Saved data entries
= Beginning of Section =
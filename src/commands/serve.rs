use bg_remover::http::{AppState, REMOVE_BG_PATH, UploadStore, create_router};
use bg_remover::{AppConfig, BackgroundRemover, BridgeResult};
use tokio::net::TcpListener;
use tokio::signal;
use tracing::{error, info};

use crate::cli::ServeCommand;

/// Run the HTTP server until Ctrl+C or SIGTERM.
pub async fn run(mut config: AppConfig, cmd: ServeCommand) -> BridgeResult<()> {
    cmd.apply(&mut config);
    config.validate()?;

    let uploads = UploadStore::init(&config.uploads).await?;
    let remover = BackgroundRemover::new(config.tool.clone());
    let app = create_router(AppState::new(remover, uploads));

    let address = config.server_address();
    let listener = TcpListener::bind(&address).await?;
    info!("Server listening on http://{address}");
    info!(
        route = REMOVE_BG_PATH,
        program = %config.tool.program.display(),
        "Accepting background removal uploads"
    );

    axum::serve(listener, app)
        .with_graceful_shutdown(shutdown_signal())
        .await?;

    info!("Server shutdown completed");
    Ok(())
}

async fn shutdown_signal() {
    let ctrl_c = async {
        if let Err(e) = signal::ctrl_c().await {
            error!("Failed to install Ctrl+C handler: {}", e);
        }
    };

    #[cfg(unix)]
    let terminate = async {
        match signal::unix::signal(signal::unix::SignalKind::terminate()) {
            Ok(mut sig) => {
                sig.recv().await;
            }
            Err(e) => {
                error!("Failed to install signal handler: {}", e);
            }
        }
    };

    #[cfg(not(unix))]
    let terminate = std::future::pending::<()>();

    tokio::select! {
        () = ctrl_c => {
            info!("Received Ctrl+C signal, starting graceful shutdown...");
        },
        () = terminate => {
            info!("Received terminate signal, starting graceful shutdown...");
        },
    }
}
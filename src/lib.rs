pub mod background;
pub mod config;
pub mod config_loader;
pub mod error;
#[cfg(feature = "server")]
pub mod http;
pub mod intake;
pub mod invocation;
pub mod logging;

pub use background::{Background, Rgb};
pub use config::{AppConfig, ProcessingOptions, ToolSettings};
pub use error::{BridgeError, BridgeResult, ToolFailure};
pub use intake::{ImageReference, IntakePolicy, validate_image};
pub use invocation::{InvocationResult, Runner, ToolInvocation, vector_output_path};

use std::path::Path;
use std::time::Duration;

use tracing::{info, warn};

use crate::config::KNOWN_MODELS;

/// Entry point for validating an input image and running the external tool on it.
#[derive(Debug, Clone)]
pub struct BackgroundRemover {
    /// Format and size policy applied before anything is spawned.
    intake: IntakePolicy,
    /// Launches the external tool.
    runner: Runner,
}

impl Default for BackgroundRemover {
    fn default() -> Self {
        Self::new(ToolSettings::default())
    }
}

impl BackgroundRemover {
    pub fn new(settings: ToolSettings) -> Self {
        Self {
            intake: IntakePolicy::new(settings.max_input_bytes),
            runner: Runner::new(settings),
        }
    }

    /// Replace the intake policy.
    pub fn with_intake_policy(mut self, intake: IntakePolicy) -> Self {
        self.intake = intake;
        self
    }

    /// Set how long a single tool run may take; `None` waits indefinitely.
    pub fn with_timeout(mut self, timeout: Option<Duration>) -> Self {
        self.runner = self.runner.with_timeout(timeout);
        self
    }

    pub fn intake_policy(&self) -> &IntakePolicy {
        &self.intake
    }

    pub fn runner(&self) -> &Runner {
        &self.runner
    }

    /// Validate `input`, check the options, then run the tool to write `output`.
    ///
    /// Validation and option failures happen before the tool is spawned. A failed run does not
    /// remove anything the tool may already have written.
    pub async fn remove(
        &self,
        input: impl AsRef<Path>,
        output: impl AsRef<Path>,
        options: &ProcessingOptions,
    ) -> BridgeResult<InvocationResult> {
        let image = self.intake.validate(input)?;
        info!(
            input = %image.path().display(),
            size = image.size(),
            ?options,
            "Running background removal"
        );

        if let Some(background) = options.background() {
            Background::parse(background)?;
        }
        if let Some(model) = options.model()
            && !KNOWN_MODELS.contains(&model)
        {
            warn!(model, "Unknown model name, passing it to the tool unchanged");
        }

        self.runner.run(&image, output, options).await
    }
}

/// Run background removal with the default tool settings.
pub async fn remove_background(
    input: impl AsRef<Path>,
    output: impl AsRef<Path>,
    options: &ProcessingOptions,
) -> BridgeResult<InvocationResult> {
    BackgroundRemover::default()
        .remove(input, output, options)
        .await
}
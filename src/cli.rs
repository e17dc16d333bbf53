use std::path::PathBuf;

use bg_remover::config::DEFAULT_MODEL;
use bg_remover::{AppConfig, ProcessingOptions};
use clap::{Args, Parser, Subcommand};

/// Command line interface definition.
#[derive(Parser, Debug)]
#[command(author, version, about, propagate_version = true)]
pub struct Cli {
    #[command(flatten)]
    pub global: GlobalOptions,

    #[command(subcommand)]
    pub command: Commands,
}

#[derive(Args, Debug)]
pub struct GlobalOptions {
    /// Configuration file (defaults to `bg-remover.toml` when present)
    #[arg(short, long, global = true, env = "BG_REMOVER_CONFIG")]
    pub config: Option<PathBuf>,
    /// Executable of the external background-removal tool
    #[arg(long, global = true, env = "BG_REMOVER_PROGRAM")]
    pub program: Option<PathBuf>,
    /// Argument placed before the input/output paths (repeatable; replaces configured ones)
    #[arg(long = "tool-arg", value_name = "ARG", global = true, allow_hyphen_values = true)]
    pub tool_args: Vec<String>,
    /// Seconds to wait for the tool before killing it (0 waits indefinitely)
    #[arg(long, value_name = "SECS", global = true)]
    pub timeout: Option<u64>,
    /// Log filter, e.g. `info` or `bg_remover=debug`
    #[arg(long = "log-level", value_name = "FILTER", global = true)]
    pub log_level: Option<String>,
}

impl GlobalOptions {
    /// Apply command line overrides on top of the loaded configuration.
    pub fn apply(&self, config: &mut AppConfig) {
        if let Some(program) = &self.program {
            config.tool.program = program.clone();
        }
        if !self.tool_args.is_empty() {
            config.tool.args = self.tool_args.clone();
        }
        if let Some(timeout) = self.timeout {
            config.tool.timeout_secs = (timeout > 0).then_some(timeout);
        }
        if let Some(level) = &self.log_level {
            config.logging.level = level.clone();
        }
    }
}

#[derive(Subcommand, Debug)]
pub enum Commands {
    /// Remove the background from a single image
    Remove(RemoveCommand),
    /// Serve the upload API over HTTP
    Serve(ServeCommand),
}

#[derive(Args, Debug)]
pub struct RemoveCommand {
    /// Input image path (JPG or PNG, at most 5 MiB by default)
    pub input: PathBuf,
    /// Output PNG path (defaults to `<name>-nobg.png`)
    #[arg(short, long)]
    pub output: Option<PathBuf>,
    #[command(flatten)]
    pub processing: ProcessingArgs,
}

#[derive(Args, Debug)]
pub struct ProcessingArgs {
    /// Background color (`#rrggbb`) or `linear-gradient(...)` descriptor
    #[arg(long)]
    pub background: Option<String>,
    /// Enhance the image quality
    #[arg(long)]
    pub enhance: bool,
    /// Also write an SVG tracing next to the output
    #[arg(long)]
    pub vector: bool,
    /// Segmentation model (silueta, u2netp, u2net, isnet-general-use)
    #[arg(long, default_value = DEFAULT_MODEL)]
    pub model: String,
}

impl From<&ProcessingArgs> for ProcessingOptions {
    fn from(args: &ProcessingArgs) -> Self {
        Self {
            background: args.background.clone(),
            enhance: args.enhance,
            vector: args.vector,
            model: Some(args.model.clone()),
        }
    }
}

#[derive(Args, Debug)]
pub struct ServeCommand {
    /// Address to bind
    #[arg(long)]
    pub host: Option<String>,
    /// Port to bind
    #[arg(short, long)]
    pub port: Option<u16>,
    /// Directory that receives uploads and outputs
    #[arg(long = "uploads-dir", value_name = "DIR")]
    pub uploads_dir: Option<PathBuf>,
}

impl ServeCommand {
    pub fn apply(&self, config: &mut AppConfig) {
        if let Some(host) = &self.host {
            config.server.host = host.clone();
        }
        if let Some(port) = self.port {
            config.server.port = port;
        }
        if let Some(dir) = &self.uploads_dir {
            config.uploads.dir = dir.clone();
        }
    }
}
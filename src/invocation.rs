//! Building and running the external background-removal tool.
//!
//! The tool is always started with an explicit argument vector; no shell is involved, so
//! option values reach it byte-for-byte. A spawned child is killed if the awaiting future is
//! dropped, and the wait is bounded by the configured timeout.

use std::ffi::OsString;
use std::path::{Path, PathBuf};
use std::process::Stdio;
use std::time::Duration;

use serde::Serialize;
use tokio::process::Command;
use tracing::{debug, info, warn};

use crate::config::{ProcessingOptions, ToolSettings};
use crate::error::ToolFailure;
use crate::intake::{ImageReference, resolve_path};
use crate::{BridgeError, BridgeResult};

/// Message reported for every successful run.
pub const SUCCESS_MESSAGE: &str = "Background removed successfully";
/// Extension of the optional vector companion output.
pub const VECTOR_EXTENSION: &str = "svg";

/// Outcome of a successful tool run.
#[derive(Debug, Clone, PartialEq, Eq, Serialize)]
#[serde(rename_all = "camelCase")]
pub struct InvocationResult {
    pub success: bool,
    /// The output path exactly as the caller supplied it.
    pub output_path: PathBuf,
    pub message: String,
}

impl InvocationResult {
    fn succeeded(output_path: &Path) -> Self {
        Self {
            success: true,
            output_path: output_path.to_path_buf(),
            message: SUCCESS_MESSAGE.to_string(),
        }
    }
}

/// Where the tool writes the SVG when `vector` is requested: same base name, `.svg`.
///
/// The file only exists if the tool actually produced it.
pub fn vector_output_path(output: &Path) -> PathBuf {
    output.with_extension(VECTOR_EXTENSION)
}

/// Resolve `path` to an absolute string suitable for passing as a literal argument.
///
/// `.` and `..` are collapsed without touching the filesystem. Separators are canonicalized to `/` on Windows.
pub fn normalize_path(path: &Path) -> BridgeResult<String> {
    let absolute = resolve_path(path)?;
    let text = absolute
        .to_str()
        .ok_or_else(|| BridgeError::NonUtf8Path {
            path: absolute.clone(),
        })?;
    if cfg!(windows) {
        Ok(text.replace('\\', "/"))
    } else {
        Ok(text.to_string())
    }
}

/// Arguments for the tool in their fixed order: input, output, then flags for the options that
/// are set (`--background`, `--enhance`, `--vector`, `--model`).
pub fn build_tool_args(input: &str, output: &str, options: &ProcessingOptions) -> Vec<String> {
    let mut args = vec![input.to_string(), output.to_string()];

    if let Some(background) = options.background() {
        args.push("--background".to_string());
        args.push(background.to_string());
    }
    if options.enhance {
        args.push("--enhance".to_string());
    }
    if options.vector {
        args.push("--vector".to_string());
    }
    if let Some(model) = options.model() {
        args.push("--model".to_string());
        args.push(model.to_string());
    }

    args
}

/// A fully resolved command line for one tool run.
#[derive(Debug, Clone, PartialEq, Eq)]
pub struct ToolInvocation {
    program: PathBuf,
    leading_args: Vec<String>,
    tool_args: Vec<String>,
}

impl ToolInvocation {
    /// Resolve paths and lay out the argument vector.
    pub fn build(
        settings: &ToolSettings,
        input: &ImageReference,
        output: &Path,
        options: &ProcessingOptions,
    ) -> BridgeResult<Self> {
        let input = normalize_path(input.path())?;
        let output = normalize_path(output)?;
        Ok(Self {
            program: settings.program.clone(),
            leading_args: settings.args.clone(),
            tool_args: build_tool_args(&input, &output, options),
        })
    }

    pub fn program(&self) -> &Path {
        &self.program
    }

    /// Arguments placed before the tool arguments (e.g. a script path).
    pub fn leading_args(&self) -> &[String] {
        &self.leading_args
    }

    /// Input path, output path and flags.
    pub fn tool_args(&self) -> &[String] {
        &self.tool_args
    }

    /// The complete argv after the program.
    pub fn argv(&self) -> Vec<OsString> {
        self.leading_args
            .iter()
            .chain(self.tool_args.iter())
            .map(OsString::from)
            .collect()
    }

    fn command(&self) -> Command {
        let mut command = Command::new(&self.program);
        command
            .args(self.argv())
            .stdin(Stdio::null())
            .stdout(Stdio::piped())
            .stderr(Stdio::piped())
            .kill_on_drop(true);
        command
    }
}

/// Runs the external tool once per call. Holds no state between calls.
#[derive(Debug, Clone)]
pub struct Runner {
    settings: ToolSettings,
    timeout: Option<Duration>,
}

impl Runner {
    pub fn new(settings: ToolSettings) -> Self {
        let timeout = settings.timeout();
        Self { settings, timeout }
    }

    /// Override the timeout with sub-second precision. A zero duration waits indefinitely.
    pub fn with_timeout(mut self, timeout: Option<Duration>) -> Self {
        self.timeout = timeout.filter(|t| !t.is_zero());
        self
    }

    pub fn settings(&self) -> &ToolSettings {
        &self.settings
    }

    pub fn timeout(&self) -> Option<Duration> {
        self.timeout
    }

    /// Build the command for `input`/`output` and run it to completion.
    ///
    /// The output file is not checked after a zero exit.
    pub async fn run(
        &self,
        input: &ImageReference,
        output: impl AsRef<Path>,
        options: &ProcessingOptions,
    ) -> BridgeResult<InvocationResult> {
        let output = output.as_ref();
        let invocation = ToolInvocation::build(&self.settings, input, output, options)?;
        debug!(
            program = %invocation.program().display(),
            args = ?invocation.argv(),
            "Built external tool command"
        );

        self.execute(&invocation).await?;
        info!(output = %output.display(), "{SUCCESS_MESSAGE}");
        Ok(InvocationResult::succeeded(output))
    }

    /// Spawn the invocation and wait for it, mapping the outcome to a [`ToolFailure`].
    pub async fn execute(&self, invocation: &ToolInvocation) -> BridgeResult<()> {
        let mut command = invocation.command();
        info!(program = %invocation.program().display(), "Spawning external tool");

        let pending = command.output();
        let result = match self.timeout {
            Some(after) => match tokio::time::timeout(after, pending).await {
                Ok(result) => result,
                Err(_) => {
                    // Dropping the pending future kills the child.
                    warn!(timeout_secs = after.as_secs_f64(), "External tool timed out");
                    return Err(ToolFailure::Timeout { after }.into());
                }
            },
            None => pending.await,
        };

        let output = result.map_err(|source| {
            warn!(error = %source, "Failed to spawn external tool");
            ToolFailure::Spawn {
                program: invocation.program().to_path_buf(),
                source,
            }
        })?;

        let stdout = String::from_utf8_lossy(&output.stdout);
        if !stdout.trim().is_empty() {
            debug!(stdout = %stdout.trim_end(), "External tool output");
        }

        if output.status.success() {
            return Ok(());
        }

        let stderr = String::from_utf8_lossy(&output.stderr).into_owned();
        warn!(status = %output.status, stderr = %stderr.trim_end(), "External tool failed");
        Err(ToolFailure::Exit {
            code: output.status.code(),
            stderr,
        }
        .into())
    }
}
//! HTTP boundary: multipart upload in, processed image URLs out.

mod dto;
mod error_mapper;
mod handlers;
mod routes;
mod state;
mod upload_store;

pub use dto::RemoveBgResponse;
pub use error_mapper::HttpError;
pub use routes::{REMOVE_BG_PATH, create_router};
pub use state::AppState;
pub use upload_store::{StoredUpload, UploadStore};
= End of Section =
■ Task description ■
Every line in the records that holds the word "logging" should be copied into the answer.

■ Output of the task ■
pub mod logging;
            config.logging.level = level.clone();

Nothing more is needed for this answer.